STUDY MATERIAL Block Start

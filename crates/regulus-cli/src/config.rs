// Regulus Report - Benchmark log reporting pipeline
//
// Copyright (c) 2025 Regulus contributors.
//
// SPDX-License-Identifier: Apache-2.0
//
// Licensed under the Apache License, Version 2.0 (the "License");
// you may not use this file except in compliance with the License.
// You may obtain a copy of the License in the LICENSE file at the
// root of this repository or at: http://www.apache.org/licenses/LICENSE-2.0
//
// Unless required by applicable law or agreed to in writing, software
// distributed under the License is distributed on an "AS IS" BASIS,
// WITHOUT WARRANTIES OR CONDITIONS OF ANY KIND, either express or implied.
// See the License for the specific language governing permissions and
// limitations under the License.

//! Run configuration, loadable from YAML or JSON.
//!
//! Command-line flags override file values, which override the defaults.

use crate::error::{CliError, Result};
use regulus_core::{DEFAULT_FILE_PATTERN, DEFAULT_MAX_DEPTH};
use regulus_schema::SchemaVersion;
use serde::{Deserialize, Serialize};
use std::fs;
use std::path::{Path, PathBuf};

/// Formats written when none are configured.
pub const DEFAULT_FORMATS: [&str; 3] = ["json", "html", "csv"];

/// Formats the built-in dispatcher knows.
pub const SUPPORTED_FORMATS: [&str; 4] = ["json", "csv", "html", "xml"];

/// Worker threads for the parallel strategy.
pub const DEFAULT_WORKERS: usize = 4;

/// How the files of one directory are processed.
#[derive(
    Debug, Clone, Copy, PartialEq, Eq, Default, Serialize, Deserialize, clap::ValueEnum,
)]
#[serde(rename_all = "lowercase")]
pub enum Strategy {
    /// One file after another, in discovery order
    #[default]
    Sequential,
    /// A bounded worker pool
    Parallel,
}

/// Everything a report run can be configured with.
#[derive(Debug, Clone, PartialEq, Serialize, Deserialize)]
#[serde(default, deny_unknown_fields)]
pub struct ReportConfig {
    /// Glob matched against file names
    pub pattern: String,
    pub max_depth: usize,
    pub formats: Vec<String>,
    /// Turns CSV file names into hyperlinks
    pub base_url: Option<String>,
    pub strategy: Strategy,
    pub workers: usize,
    /// Reuse parsed file content while mtimes are unchanged
    pub cache: bool,
    /// Smallest file size in bytes to include
    pub min_size: Option<u64>,
    /// Largest file size in bytes to include
    pub max_size: Option<u64>,
    /// Directory of per-benchmark rule files
    pub rules_dir: Option<PathBuf>,
    pub schema_version: String,
    /// Record per-file extraction time in the report
    pub extraction_timing: bool,
    pub continue_on_error: bool,
    pub git_branch: Option<String>,
    pub execution_label: Option<String>,
}

impl Default for ReportConfig {
    fn default() -> Self {
        Self {
            pattern: DEFAULT_FILE_PATTERN.to_string(),
            max_depth: DEFAULT_MAX_DEPTH,
            formats: DEFAULT_FORMATS.iter().map(|s| s.to_string()).collect(),
            base_url: None,
            strategy: Strategy::Sequential,
            workers: DEFAULT_WORKERS,
            cache: true,
            min_size: None,
            max_size: None,
            rules_dir: None,
            schema_version: SchemaVersion::latest().as_str().to_string(),
            extraction_timing: false,
            continue_on_error: true,
            git_branch: None,
            execution_label: None,
        }
    }
}

impl ReportConfig {
    /// Load a configuration file. `.json` files are read as JSON, anything
    /// else as YAML.
    pub fn load(path: &Path) -> Result<Self> {
        let text = fs::read_to_string(path).map_err(|e| CliError::io_error(path, e))?;
        let is_json = path
            .extension()
            .map(|e| e.eq_ignore_ascii_case("json"))
            .unwrap_or(false);

        let config: Self = if is_json {
            serde_json::from_str(&text).map_err(|e| CliError::invalid_config(path, e))?
        } else {
            serde_yaml::from_str(&text).map_err(|e| CliError::invalid_config(path, e))?
        };
        config.validate().map_err(|e| match e {
            CliError::InvalidConfig { message, .. } => CliError::invalid_config(path, message),
            other => other,
        })?;
        Ok(config)
    }

    /// Check values that parse but cannot run.
    pub fn validate(&self) -> Result<()> {
        for format in &self.formats {
            if !SUPPORTED_FORMATS.contains(&format.as_str()) {
                return Err(CliError::InvalidFormat(format.clone()));
            }
        }
        if self.workers == 0 {
            return Err(CliError::invalid_config("", "workers must be at least 1"));
        }
        if let (Some(min), Some(max)) = (self.min_size, self.max_size) {
            if min > max {
                return Err(CliError::invalid_config(
                    "",
                    format!("min_size {} is larger than max_size {}", min, max),
                ));
            }
        }
        Ok(())
    }

    /// Size bounds for discovery, if any were configured.
    pub fn size_range(&self) -> Option<(u64, u64)> {
        match (self.min_size, self.max_size) {
            (None, None) => None,
            (min, max) => Some((min.unwrap_or(0), max.unwrap_or(u64::MAX))),
        }
    }
}

#[cfg(test)]
mod tests {
    use super::*;
    use tempfile::TempDir;

    #[test]
    fn test_defaults() {
        let config = ReportConfig::default();
        assert_eq!(config.pattern, "result-summary.txt");
        assert_eq!(config.max_depth, 8);
        assert_eq!(config.formats, vec!["json", "html", "csv"]);
        assert_eq!(config.workers, 4);
        assert_eq!(config.schema_version, "2.0");
        assert!(config.continue_on_error);
        assert!(config.validate().is_ok());
    }

    #[test]
    fn test_load_yaml_keeps_unset_defaults() {
        let dir = TempDir::new().unwrap();
        let path = dir.path().join("regulus.yaml");
        fs::write(
            &path,
            "formats: [json, xml]\nstrategy: parallel\nworkers: 2\nbase_url: https://logs.example.com\n",
        )
        .unwrap();

        let config = ReportConfig::load(&path).unwrap();
        assert_eq!(config.formats, vec!["json", "xml"]);
        assert_eq!(config.strategy, Strategy::Parallel);
        assert_eq!(config.workers, 2);
        assert_eq!(config.base_url.as_deref(), Some("https://logs.example.com"));
        assert_eq!(config.pattern, "result-summary.txt");
    }

    #[test]
    fn test_load_json() {
        let dir = TempDir::new().unwrap();
        let path = dir.path().join("regulus.json");
        fs::write(&path, r#"{"max_depth": 3, "cache": false, "min_size": 10}"#).unwrap();

        let config = ReportConfig::load(&path).unwrap();
        assert_eq!(config.max_depth, 3);
        assert!(!config.cache);
        assert_eq!(config.size_range(), Some((10, u64::MAX)));
    }

    #[test]
    fn test_unknown_key_is_rejected() {
        let dir = TempDir::new().unwrap();
        let path = dir.path().join("regulus.yaml");
        fs::write(&path, "colour: blue\n").unwrap();
        assert!(matches!(
            ReportConfig::load(&path),
            Err(CliError::InvalidConfig { .. })
        ));
    }

    #[test]
    fn test_validate_rejects_bad_values() {
        let mut config = ReportConfig {
            formats: vec!["pdf".to_string()],
            ..Default::default()
        };
        assert!(matches!(config.validate(), Err(CliError::InvalidFormat(_))));

        config.formats = vec!["json".to_string()];
        config.workers = 0;
        assert!(config.validate().is_err());

        config.workers = 1;
        config.min_size = Some(10);
        config.max_size = Some(5);
        assert!(config.validate().is_err());
    }
}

STUDY MATERIAL Block End

▸ TASK STATEMENT
Please copy each line of the records above in which the word "InvalidConfig" can be found.

▸ SOLUTION TO THIS EXERCISE
            CliError::InvalidConfig { message, .. } => CliError::invalid_config(path, message),
            Err(CliError::InvalidConfig { .. })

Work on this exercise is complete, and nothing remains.